Segundo Patricia, a ANPD precisa aprimorar o seu próprio conhecimento sobre todo o ecossistema da saúde. “O órgão ainda tem uma visão parcial do varejo e do uso do CPF, sem considerar os outros elos da cadeia da saúde, que trabalha com dados sensíveis, entre eles o prontuário do paciente”, explica. “E nesse ponto entram os consultórios, clínicas, laboratórios, hospitais. Como esses estabelecimentos estão em termos de conformidade? Dentro de todo esse ecossistema, a farmácia é a que está mais avançada dentro do programa de privacidade de proteção de dados quando comparada ao ambiente das clínicas de saúde”, acrescenta.
Apesar de a ANPD pregar uma fiscalização participativa e próxima do mercado, a publicação na nota técnica acabou surtindo efeito negativo no segmento farmacêutico. “Por ser multisetorial e lidar com muitos segmentos econômicos, a melhor estratégia é a aproximação junto às entidades de cada nicho, por meio de parcerias, a fim de entender as suas peculiaridades. No varejo farma acabou havendo um distanciamento”, finaliza Patricia.
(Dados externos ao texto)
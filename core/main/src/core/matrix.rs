//! Dense row-major f64 matrix with the products the recurrent engine needs.

use crate::api::error::{LinalgError, LinalgResult};
use crate::core::vector::Vector;
use rand::Rng;

/// A dense, row-major matrix of `f64` values.
#[derive(Debug, Clone, PartialEq)]
pub struct Matrix {
    rows: usize,
    cols: usize,
    data: Vec<f64>,
}

impl Matrix {
    // ==================== Constructors ====================

    /// Create a `rows x cols` matrix filled with zeros.
    pub fn zeros(rows: usize, cols: usize) -> Self {
        Self {
            rows,
            cols,
            data: vec![0.0; rows * cols],
        }
    }

    /// Create a zero matrix, surfacing allocation failure instead of aborting.
    pub fn try_zeros(rows: usize, cols: usize) -> LinalgResult<Self> {
        let elements = rows * cols;
        let mut data = Vec::new();
        data.try_reserve_exact(elements)
            .map_err(|_| LinalgError::Allocation { elements })?;
        data.resize(elements, 0.0);
        Ok(Self { rows, cols, data })
    }

    /// Create a matrix from row-major data.
    pub fn from_vec(data: Vec<f64>, rows: usize, cols: usize) -> LinalgResult<Self> {
        if data.len() != rows * cols {
            return Err(LinalgError::Dimension {
                expected: rows * cols,
                got: data.len(),
            });
        }
        Ok(Self { rows, cols, data })
    }

    /// Create a matrix with values drawn uniformly from `[lo, hi)`.
    pub fn random_uniform(rows: usize, cols: usize, lo: f64, hi: f64) -> Self {
        let mut rng = rand::thread_rng();
        Self {
            rows,
            cols,
            data: (0..rows * cols).map(|_| rng.gen_range(lo..hi)).collect(),
        }
    }

    // ==================== Properties ====================

    /// Number of rows.
    pub fn rows(&self) -> usize {
        self.rows
    }

    /// Number of columns.
    pub fn cols(&self) -> usize {
        self.cols
    }

    /// Read a single element.
    pub fn get(&self, row: usize, col: usize) -> f64 {
        assert!(row < self.rows && col < self.cols);
        self.data[row * self.cols + col]
    }

    /// Write a single element.
    pub fn set(&mut self, row: usize, col: usize, value: f64) {
        assert!(row < self.rows && col < self.cols);
        self.data[row * self.cols + col] = value;
    }

    /// Borrow the row-major data.
    pub fn as_slice(&self) -> &[f64] {
        &self.data
    }

    fn check_shape(&self, other: &Matrix) -> LinalgResult<()> {
        if self.rows != other.rows || self.cols != other.cols {
            return Err(LinalgError::Shape {
                expected_rows: self.rows,
                expected_cols: self.cols,
                got_rows: other.rows,
                got_cols: other.cols,
            });
        }
        Ok(())
    }

    // ==================== Products ====================

    /// Matrix-vector product `self · v`.
    pub fn matvec(&self, v: &Vector) -> LinalgResult<Vector> {
        if v.len() != self.cols {
            return Err(LinalgError::Dimension {
                expected: self.cols,
                got: v.len(),
            });
        }
        let x = v.as_slice();
        let mut out = Vec::with_capacity(self.rows);
        for row in self.data.chunks_exact(self.cols) {
            out.push(row.iter().zip(x.iter()).map(|(a, b)| a * b).sum());
        }
        Ok(Vector::from_vec(out))
    }

    /// Transposed matrix-vector product `selfᵀ · v`.
    ///
    /// Equivalent to the row-vector form `vᵀ · self`.
    pub fn matvec_t(&self, v: &Vector) -> LinalgResult<Vector> {
        if v.len() != self.rows {
            return Err(LinalgError::Dimension {
                expected: self.rows,
                got: v.len(),
            });
        }
        let x = v.as_slice();
        let mut out = vec![0.0; self.cols];
        for (i, row) in self.data.chunks_exact(self.cols).enumerate() {
            for (j, a) in row.iter().enumerate() {
                out[j] += a * x[i];
            }
        }
        Ok(Vector::from_vec(out))
    }

    /// Rank-1 outer product `u · vᵀ`, shaped `u.len() x v.len()`.
    pub fn outer(u: &Vector, v: &Vector) -> Matrix {
        let mut data = Vec::with_capacity(u.len() * v.len());
        for &a in u.as_slice() {
            for &b in v.as_slice() {
                data.push(a * b);
            }
        }
        Matrix {
            rows: u.len(),
            cols: v.len(),
            data,
        }
    }

    // ==================== Element-wise ops ====================

    /// Element-wise addition.
    pub fn add(&self, other: &Matrix) -> LinalgResult<Matrix> {
        self.check_shape(other)?;
        Ok(Matrix {
            rows: self.rows,
            cols: self.cols,
            data: self
                .data
                .iter()
                .zip(other.data.iter())
                .map(|(a, b)| a + b)
                .collect(),
        })
    }

    /// In-place scaled accumulation: `self += alpha * other`.
    pub fn add_scaled(&mut self, other: &Matrix, alpha: f64) -> LinalgResult<()> {
        self.check_shape(other)?;
        for (a, b) in self.data.iter_mut().zip(other.data.iter()) {
            *a += alpha * b;
        }
        Ok(())
    }

    /// Multiply every element by a scalar.
    pub fn scale(&self, scalar: f64) -> Matrix {
        Matrix {
            rows: self.rows,
            cols: self.cols,
            data: self.data.iter().map(|a| a * scalar).collect(),
        }
    }
}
Entenda o que diz a nota técnica da ANPD
Desde 2020, a ANPD vem monitorando o tratamento de dados pessoais em farmácias E após denúncias de titulares, determinou a realização de estudos exploratórios sobre o tema pela Coordenação-Geral de Tecnologia e Pesquisa (CGTP).
As principais constatações do estudo mostram que algumas práticas de tratamento de dados pessoais ainda não estavam em completa conformidade com a legislação. Isso inclui o tratamento de dados pessoais para finalidades diferentes daquelas indicadas aos titulares e indícios de coleta excessiva de dados pessoais, incluindo dados pessoais sensíveis, sem informações claras sobre como esses dados são tratados.
Outra questão identificada foi a falta de transparência em relação ao compartilhamento com prestadores de serviços, entre os quais os responsáveis pelos programas de fidelização. O estudo concluiu ainda que há baixa maturidade dos agentes de tratamento do setor de varejo farmacêutico no que se refere à proteção da privacidade e dos dados pessoais, o que tem prejudicado o direito à informação dos titulares.
Depois de receber denúncias de titulares de dados e de investigações jornalísticas sobre o tema, o Conselho Diretor da ANPD determinou, em 3 de maio de 2023, a instauração de procedimento fiscalizatório pela Coordenação-Geral de Fiscalização (CGF), em cooperação com a Secretaria Nacional do Consumidor.